Business
Leadership and motivation
One of the core hard things about leadership is that people hear what they are, not what you say.
When you say “let’s work hard and get this done,” you’re probably hoping to light a fire under the easygoing or underachieving members of the team, but only the anxious, hardworking folks who are already at risk for burnout will hear you. And when you say “but pace yourself and take breaks” you’re hoping to bring the overachievers down a notch but that won’t work; laid-back people will take this as a cue to lay back even more and their anxious teammates will try to pick up the slack.
There are also people who strike a healthy balance, putting in a good day’s work but taking plenty of time off and punting the occasional deadline. These are your most valuable people over the long term, and you’re just wasting their time by talking at them.
So telling a group of people to step it up will usually make things worse, and telling that same group to slow down and catch their breath will also usually make things worse. I don’t care how big your ego is or how many of last year’s bestsellers you’ve read, you’re not going to cure anyone of work anxiety or fundamentally change their personality with your off-brand Fortune 500 shtick.
So what do you do? None of the above. Stomping around a stage and shouting slogans isn’t leadership, it’s a Beastie Boys concert. Lucky for you, most people already want to get things done. Your team members overwhelmingly want to do a good job. If they don’t, it’s either because they don’t have the tools and information they need or because the environment they’re trying to work in is stifling them.
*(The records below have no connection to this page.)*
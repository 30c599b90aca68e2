//! Onboarding flows: typed step graphs, their validation, publishing, and
//! client traversal.

pub mod canvas;
pub mod composer;
pub mod events;
pub mod model;
pub mod progress;
pub mod publish;
pub mod registry;
pub mod routes;
pub mod session;
pub mod templates;
pub mod traversal;
pub mod validator;

pub use composer::Composer;
pub use events::{CompletionBoard, EventBus, FlowEvent};
pub use model::{
    CompletionResult, Edge, Flow, FlowGraph, FlowStatus, NewNode, Node, NodePatch, NodeType,
    OnboardingProgress, OrgContext, Position,
};
pub use progress::{ProgressTracker, ProgressView};
pub use publish::PublishGate;
pub use routes::{FlowRouteState, flow_routes};
pub use session::{DraftSession, EditCommand, NodeHandle};
pub use traversal::next_step;
pub use validator::validate;
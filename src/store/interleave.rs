//! Test store that runs a burst of concurrent writes right after a chosen
//! read, to exercise check-then-write races deterministically.

use std::future::Future;
use std::pin::Pin;
use std::sync::Arc;

use async_trait::async_trait;
use tokio::sync::Mutex;
use uuid::Uuid;

use crate::error::DatabaseError;
use crate::flows::model::{Edge, Flow, FlowStatus, Node, OnboardingProgress, Position};
use crate::store::memory::MemoryStore;
use crate::store::traits::FlowStore;

type Writes = Box<dyn FnOnce(Arc<MemoryStore>) -> Pin<Box<dyn Future<Output = ()> + Send>> + Send>;

/// The read after which the writes run.
#[derive(Debug, Clone, Copy, PartialEq, Eq)]
pub(crate) enum After {
    GetFlow,
    FindFlow(FlowStatus),
}

pub(crate) struct InterleavedStore {
    inner: Arc<MemoryStore>,
    after: After,
    writes: Mutex<Option<Writes>>,
}

impl InterleavedStore {
    pub(crate) fn new<F, Fut>(inner: Arc<MemoryStore>, after: After, writes: F) -> Self
    where
        F: FnOnce(Arc<MemoryStore>) -> Fut + Send + 'static,
        Fut: Future<Output = ()> + Send + 'static,
    {
        Self {
            inner,
            after,
            writes: Mutex::new(Some(Box::new(move |store| Box::pin(writes(store))))),
        }
    }

    async fn fire(&self, read: After) {
        if read != self.after {
            return;
        }
        let writes = self.writes.lock().await.take();
        if let Some(writes) = writes {
            writes(self.inner.clone()).await;
        }
    }
}

#[async_trait]
impl FlowStore for InterleavedStore {
    async fn get_flow(&self, id: Uuid) -> Result<Option<Flow>, DatabaseError> {
        let flow = self.inner.get_flow(id).await;
        self.fire(After::GetFlow).await;
        flow
    }

    async fn find_flow(
        &self,
        org_id: &str,
        status: FlowStatus,
    ) -> Result<Option<Flow>, DatabaseError> {
        let flow = self.inner.find_flow(org_id, status).await;
        self.fire(After::FindFlow(status)).await;
        flow
    }

    async fn insert_flow(&self, flow: &Flow) -> Result<(), DatabaseError> {
        self.inner.insert_flow(flow).await
    }

    async fn commit_publish(
        &self,
        flow_id: Uuid,
        nodes: &[Node],
        supersede: Option<Uuid>,
    ) -> Result<Flow, DatabaseError> {
        self.inner.commit_publish(flow_id, nodes, supersede).await
    }

    async fn insert_graph(
        &self,
        flow: &Flow,
        nodes: &[Node],
        edges: &[Edge],
    ) -> Result<(), DatabaseError> {
        self.inner.insert_graph(flow, nodes, edges).await
    }

    async fn list_nodes(&self, flow_id: Uuid) -> Result<Vec<Node>, DatabaseError> {
        self.inner.list_nodes(flow_id).await
    }

    async fn get_node(&self, id: Uuid) -> Result<Option<Node>, DatabaseError> {
        self.inner.get_node(id).await
    }

    async fn insert_node(&self, node: &Node) -> Result<(), DatabaseError> {
        self.inner.insert_node(node).await
    }

    async fn update_node(
        &self,
        node: &Node,
        expected_version: Option<i64>,
    ) -> Result<bool, DatabaseError> {
        self.inner.update_node(node, expected_version).await
    }

    async fn update_node_position(
        &self,
        id: Uuid,
        position: Position,
    ) -> Result<bool, DatabaseError> {
        self.inner.update_node_position(id, position).await
    }

    async fn delete_node(&self, id: Uuid) -> Result<Vec<Uuid>, DatabaseError> {
        self.inner.delete_node(id).await
    }

    async fn list_edges(&self, flow_id: Uuid) -> Result<Vec<Edge>, DatabaseError> {
        self.inner.list_edges(flow_id).await
    }

    async fn get_edge(&self, id: Uuid) -> Result<Option<Edge>, DatabaseError> {
        self.inner.get_edge(id).await
    }

    async fn insert_edge(&self, edge: &Edge) -> Result<(), DatabaseError> {
        self.inner.insert_edge(edge).await
    }

    async fn delete_edge(&self, id: Uuid) -> Result<bool, DatabaseError> {
        self.inner.delete_edge(id).await
    }

    async fn get_progress(
        &self,
        org_id: &str,
        user_id: &str,
    ) -> Result<Option<OnboardingProgress>, DatabaseError> {
        self.inner.get_progress(org_id, user_id).await
    }

    async fn save_progress(&self, progress: &OnboardingProgress) -> Result<(), DatabaseError> {
        self.inner.save_progress(progress).await
    }
}
//! Persistence layer: flow graph storage behind the `FlowStore` trait.

#[cfg(test)]
pub(crate) mod interleave;
pub mod libsql_backend;
pub mod memory;
pub mod migrations;
pub mod traits;

pub use libsql_backend::LibSqlBackend;
pub use memory::{MemoryDocumentStore, MemoryStore};
pub use traits::{DocumentStore, DocumentUpload, FlowStore};
#[cfg(test)]
mod tests {
    use super::*;
    use serde_json::json;

    fn sample_node() -> Node {
        NewNode::new(NodeType::Payment, "Deposit")
            .with_config("stripe_url", json!("https://pay.example/abc"))
            .with_config("amount_label", json!("$500"))
            .into_node(Uuid::new_v4(), 3)
    }

    #[test]
    fn node_type_accepts_invoice_alias() {
        let parsed: NodeType = serde_json::from_str("\"invoice\"").unwrap();
        assert_eq!(parsed, NodeType::Payment);
        assert_eq!("invoice".parse::<NodeType>().unwrap(), NodeType::Payment);
        assert_eq!(serde_json::to_string(&NodeType::Payment).unwrap(), "\"payment\"");
    }

    #[test]
    fn node_type_display_roundtrips_through_from_str() {
        for nt in NodeType::ALL {
            assert_eq!(nt.to_string().parse::<NodeType>().unwrap(), nt);
        }
        assert!("webinar".parse::<NodeType>().is_err());
    }

    #[test]
    fn flow_status_parse() {
        assert_eq!("published".parse::<FlowStatus>().unwrap(), FlowStatus::Published);
        assert!("live".parse::<FlowStatus>().is_err());
    }

    #[test]
    fn new_node_defaults() {
        let node = NewNode::new(NodeType::Call, "Kickoff").into_node(Uuid::nil(), 0);
        assert!(node.required);
        assert!(node.config.is_empty());
        assert_eq!(node.position, Position::default());
        assert_eq!(node.version, 1);
        assert_eq!(node.lineage(), node.id);
    }

    #[test]
    fn patch_merges_config_and_removes_nulls() {
        let mut node = sample_node();
        let mut config = NodeConfig::new();
        config.insert("amount_label".into(), serde_json::Value::Null);
        config.insert("stripe_url".into(), json!("https://pay.example/xyz"));
        let patch = NodePatch {
            config: Some(config),
            ..Default::default()
        };
        patch.apply_to(&mut node);

        assert_eq!(node.config.get("stripe_url"), Some(&json!("https://pay.example/xyz")));
        assert!(!node.config.contains_key("amount_label"));
    }

    #[test]
    fn patch_never_touches_identity() {
        let mut node = sample_node();
        let before = node.clone();
        let patch = NodePatch {
            title: Some("Final payment".into()),
            required: Some(false),
            description: Some("Due on signing".into()),
            ..Default::default()
        };
        patch.apply_to(&mut node);

        assert_eq!(node.id, before.id);
        assert_eq!(node.flow_id, before.flow_id);
        assert_eq!(node.order_index, before.order_index);
        assert_eq!(node.version, before.version);
        assert_eq!(node.title, "Final payment");
        assert!(!node.required);

        NodePatch {
            description: Some(String::new()),
            ..Default::default()
        }
        .apply_to(&mut node);
        assert!(node.description.is_none());
    }

    #[test]
    fn document_file_serializes_type_key() {
        let doc = DocumentFile {
            url: "https://files.example/msa.pdf".into(),
            name: "msa.pdf".into(),
            content_type: "application/pdf".into(),
        };
        let value = serde_json::to_value(&doc).unwrap();
        assert_eq!(value["type"], "application/pdf");
    }
}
Leadership is noticing and fixing that stuff.
To be one hundred percent clear: do not tell people how hard they should be working. Do not try to motivate them. Instead, spend your time chipping away at the stuff that saps their inherent motivation. Unclear objectives, slow and bureaucratic feedback loops, belligerent teammates, overtime, undercompensation, slow computers, open floor plans, irrational timelines, perverse metrics, overinvolved managers and so on. A leader creates permanent solutions to recurring problems.
People in their natural state do good work. Organizations in their natural state add friction to everyday processes until work is impossible. A good leader is someone who makes work simpler.